== Material for the task ==

//! Ant colony solver.
//!
//! # Algorithm
//!
//! Each iteration sends out a batch of ants. An ant drives its own
//! [`Truck`] from the depot and repeatedly picks the next client among the
//! current node's candidates:
//!
//! ```text
//! desirability(u, v) = pheromone(u, v)^α · (1 / cost(u, v))^β
//! ```
//!
//! With probability `rand_chance` the pick is a weighted draw over the
//! candidates' desirability (exploration); otherwise the most desirable
//! candidate wins (exploitation). The truck turns infeasible picks into depot
//! returns. After all ants finish, every edge an ant used is evaporated and
//! reinforced by `deposit / route_len`, once per ant that used it.
//!
//! # Reference
//!
//! Dorigo, M. & Stützle, T. (2004). *Ant Colony Optimization*, MIT Press.

use rand::distr::weighted::WeightedIndex;
use rand::distr::Distribution;
use rand::rngs::StdRng;
use rand::{Rng, SeedableRng};
use tracing::{debug, info, info_span};

use crate::error::{CvrpError, Infeasibility};
use crate::evaluation::Truck;
use crate::models::{ProblemDefinition, ProblemGraph, Solution, DEPOT};
use crate::solver::CvrpSolver;

use super::candidates::CandidateLists;
use super::config::AcoConfig;
use super::pheromone::PheromoneMap;
use super::refine::permute_short_tours;

/// Result of an ant colony run.
#[derive(Debug, Clone)]
pub struct AcoOutcome {
    /// Best solution found.
    pub solution: Solution,
    /// Total cost of the best solution.
    pub best_len: f64,
    /// Iteration (0-based) in which the best solution was found.
    pub best_iteration: usize,
    /// Shortest route length found in each iteration.
    pub iteration_best: Vec<f64>,
}

/// Tours built by one ant, with their total cost.
#[derive(Debug, Clone)]
struct AntRoute {
    tours: Vec<Vec<usize>>,
    len: f64,
}

/// Per-solve state shared by all ants of an iteration.
struct Colony<'a> {
    problem: &'a ProblemDefinition,
    pheromone: PheromoneMap,
    candidates: CandidateLists,
}

/// Ant Colony Optimization solver for the CVRP.
///
/// # Examples
///
/// ```
/// use rand::SeedableRng;
/// use rand::rngs::StdRng;
/// use u_cvrp::models::{Node, ProblemGraph, ProblemDefinition};
/// use u_cvrp::aco::{AcoConfig, AntColonySolver};
/// use u_cvrp::evaluation::is_valid;
///
/// let graph = ProblemGraph::euclidean(vec![
///     Node::depot(0.0, 0.0),
///     Node::client(1, 10.0, 0.0, 5.0),
///     Node::client(2, 20.0, 0.0, 5.0),
///     Node::client(3, 30.0, 0.0, 5.0),
/// ])
/// .unwrap();
/// let problem = ProblemDefinition::new("line", graph, 10.0).unwrap();
///
/// let solver = AntColonySolver::new(AcoConfig::default().with_iterations(20));
/// let mut rng = StdRng::seed_from_u64(1);
/// let solution = solver.solve_with_rng(&problem, &mut rng).unwrap();
/// assert!(is_valid(&solution, 10.0, f64::INFINITY));
/// ```
#[derive(Debug, Clone, Default)]
pub struct AntColonySolver {
    config: AcoConfig,
}

impl AntColonySolver {
    /// Creates a solver with the given parameters.
    pub fn new(config: AcoConfig) -> Self {
        Self { config }
    }

    /// Solver parameters.
    pub fn config(&self) -> &AcoConfig {
        &self.config
    }

    /// Runs the colony with a caller-owned random source.
    pub fn solve_with_rng<R: Rng + ?Sized>(
        &self,
        problem: &ProblemDefinition,
        rng: &mut R,
    ) -> Result<Solution, CvrpError> {
        self.solve_detailed(problem, rng).map(|outcome| outcome.solution)
    }

    /// Runs the colony and reports convergence data alongside the solution.
    ///
    /// # Errors
    ///
    /// [`CvrpError::InvalidConfig`] for out-of-range parameters,
    /// [`CvrpError::InfeasibleProblem`] if an ant meets a client that cannot
    /// be served.
    pub fn solve_detailed<R: Rng + ?Sized>(
        &self,
        problem: &ProblemDefinition,
        rng: &mut R,
    ) -> Result<AcoOutcome, CvrpError> {
        self.config.validate()?;
        let cfg = &self.config;
        let graph = problem.graph();

        let _span = info_span!(
            "aco",
            instance = problem.instance_name(),
            label = %self.label()
        )
        .entered();

        let mut colony = Colony {
            problem,
            pheromone: PheromoneMap::new(graph.len(), cfg.init_pheromone),
            candidates: CandidateLists::build(graph, cfg.candidate_fraction),
        };
        let ants = cfg.ants.resolve(graph.len());
        info!(
            iterations = cfg.iterations,
            ants,
            clients = graph.num_clients(),
            "starting ant colony"
        );

        let mut best: Option<AntRoute> = None;
        let mut best_iteration = 0;
        let mut iteration_best = Vec::with_capacity(cfg.iterations);

        for iteration in 0..cfg.iterations {
            let mut routes = Vec::new();
            let mut round_best = f64::INFINITY;

            for _ in 0..ants {
                let route = colony.build_route(cfg, rng)?;
                round_best = round_best.min(route.len);
                if best.as_ref().map_or(true, |b| route.len < b.len) {
                    best = Some(route.clone());
                    best_iteration = iteration;
                }
                routes.push(route);
            }

            for route in &routes {
                colony.pheromone.reinforce(
                    &route.tours,
                    route.len,
                    cfg.evaporation_factor,
                    cfg.deposit_factor,
                );
            }

            iteration_best.push(round_best);
            debug!(
                iteration,
                round_best,
                best = best.as_ref().map_or(f64::INFINITY, |b| b.len),
                min_pheromone = colony.pheromone.min_value(),
                "iteration finished"
            );
        }

        // validate() guarantees at least one iteration with one ant
        let best = best.ok_or_else(|| CvrpError::InvalidConfig("no ants were run".into()))?;
        let solution = Solution::from_tours(graph, &best.tours);
        info!(
            best_len = best.len,
            best_iteration,
            tours = solution.num_tours(),
            "ant colony finished"
        );

        Ok(AcoOutcome {
            solution,
            best_len: best.len,
            best_iteration,
            iteration_best,
        })
    }
}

===

Exercise instructions:
The full set of entries, copied exactly, is the expected answer.

Result of this task:
//! Ant colony solver.
//!
//! # Algorithm
//!
//! Each iteration sends out a batch of ants. An ant drives its own
//! [`Truck`] from the depot and repeatedly picks the next client among the
//! current node's candidates:
//!
//! ```text
//! desirability(u, v) = pheromone(u, v)^α · (1 / cost(u, v))^β
//! ```
//!
//! With probability `rand_chance` the pick is a weighted draw over the
//! candidates' desirability (exploration); otherwise the most desirable
//! candidate wins (exploitation). The truck turns infeasible picks into depot
//! returns. After all ants finish, every edge an ant used is evaporated and
//! reinforced by `deposit / route_len`, once per ant that used it.
//!
//! # Reference
//!
//! Dorigo, M. & Stützle, T. (2004). *Ant Colony Optimization*, MIT Press.

use rand::distr::weighted::WeightedIndex;
use rand::distr::Distribution;
use rand::rngs::StdRng;
use rand::{Rng, SeedableRng};
use tracing::{debug, info, info_span};

use crate::error::{CvrpError, Infeasibility};
use crate::evaluation::Truck;
use crate::models::{ProblemDefinition, ProblemGraph, Solution, DEPOT};
use crate::solver::CvrpSolver;

use super::candidates::CandidateLists;
use super::config::AcoConfig;
use super::pheromone::PheromoneMap;
use super::refine::permute_short_tours;

/// Result of an ant colony run.
#[derive(Debug, Clone)]
pub struct AcoOutcome {
    /// Best solution found.
    pub solution: Solution,
    /// Total cost of the best solution.
    pub best_len: f64,
    /// Iteration (0-based) in which the best solution was found.
    pub best_iteration: usize,
    /// Shortest route length found in each iteration.
    pub iteration_best: Vec<f64>,
}

/// Tours built by one ant, with their total cost.
#[derive(Debug, Clone)]
struct AntRoute {
    tours: Vec<Vec<usize>>,
    len: f64,
}

/// Per-solve state shared by all ants of an iteration.
struct Colony<'a> {
    problem: &'a ProblemDefinition,
    pheromone: PheromoneMap,
    candidates: CandidateLists,
}

/// Ant Colony Optimization solver for the CVRP.
///
/// # Examples
///
/// ```
/// use rand::SeedableRng;
/// use rand::rngs::StdRng;
/// use u_cvrp::models::{Node, ProblemGraph, ProblemDefinition};
/// use u_cvrp::aco::{AcoConfig, AntColonySolver};
/// use u_cvrp::evaluation::is_valid;
///
/// let graph = ProblemGraph::euclidean(vec![
///     Node::depot(0.0, 0.0),
///     Node::client(1, 10.0, 0.0, 5.0),
///     Node::client(2, 20.0, 0.0, 5.0),
///     Node::client(3, 30.0, 0.0, 5.0),
/// ])
/// .unwrap();
/// let problem = ProblemDefinition::new("line", graph, 10.0).unwrap();
///
/// let solver = AntColonySolver::new(AcoConfig::default().with_iterations(20));
/// let mut rng = StdRng::seed_from_u64(1);
/// let solution = solver.solve_with_rng(&problem, &mut rng).unwrap();
/// assert!(is_valid(&solution, 10.0, f64::INFINITY));
/// ```
#[derive(Debug, Clone, Default)]
pub struct AntColonySolver {
    config: AcoConfig,
}

impl AntColonySolver {
    /// Creates a solver with the given parameters.
    pub fn new(config: AcoConfig) -> Self {
        Self { config }
    }

    /// Solver parameters.
    pub fn config(&self) -> &AcoConfig {
        &self.config
    }

    /// Runs the colony with a caller-owned random source.
    pub fn solve_with_rng<R: Rng + ?Sized>(
        &self,
        problem: &ProblemDefinition,
        rng: &mut R,
    ) -> Result<Solution, CvrpError> {
        self.solve_detailed(problem, rng).map(|outcome| outcome.solution)
    }

    /// Runs the colony and reports convergence data alongside the solution.
    ///
    /// # Errors
    ///
    /// [`CvrpError::InvalidConfig`] for out-of-range parameters,
    /// [`CvrpError::InfeasibleProblem`] if an ant meets a client that cannot
    /// be served.
    pub fn solve_detailed<R: Rng + ?Sized>(
        &self,
        problem: &ProblemDefinition,
        rng: &mut R,
    ) -> Result<AcoOutcome, CvrpError> {
        self.config.validate()?;
        let cfg = &self.config;
        let graph = problem.graph();

        let _span = info_span!(
            "aco",
            instance = problem.instance_name(),
            label = %self.label()
        )
        .entered();

        let mut colony = Colony {
            problem,
            pheromone: PheromoneMap::new(graph.len(), cfg.init_pheromone),
            candidates: CandidateLists::build(graph, cfg.candidate_fraction),
        };
        let ants = cfg.ants.resolve(graph.len());
        info!(
            iterations = cfg.iterations,
            ants,
            clients = graph.num_clients(),
            "starting ant colony"
        );

        let mut best: Option<AntRoute> = None;
        let mut best_iteration = 0;
        let mut iteration_best = Vec::with_capacity(cfg.iterations);

        for iteration in 0..cfg.iterations {
            let mut routes = Vec::new();
            let mut round_best = f64::INFINITY;

            for _ in 0..ants {
                let route = colony.build_route(cfg, rng)?;
                round_best = round_best.min(route.len);
                if best.as_ref().map_or(true, |b| route.len < b.len) {
                    best = Some(route.clone());
                    best_iteration = iteration;
                }
                routes.push(route);
            }

            for route in &routes {
                colony.pheromone.reinforce(
                    &route.tours,
                    route.len,
                    cfg.evaporation_factor,
                    cfg.deposit_factor,
                );
            }

            iteration_best.push(round_best);
            debug!(
                iteration,
                round_best,
                best = best.as_ref().map_or(f64::INFINITY, |b| b.len),
                min_pheromone = colony.pheromone.min_value(),
                "iteration finished"
            );
        }

        // validate() guarantees at least one iteration with one ant
        let best = best.ok_or_else(|| CvrpError::InvalidConfig("no ants were run".into()))?;
        let solution = Solution::from_tours(graph, &best.tours);
        info!(
            best_len = best.len,
            best_iteration,
            tours = solution.num_tours(),
            "ant colony finished"
        );

        Ok(AcoOutcome {
            solution,
            best_len: best.len,
            best_iteration,
            iteration_best,
        })
    }
}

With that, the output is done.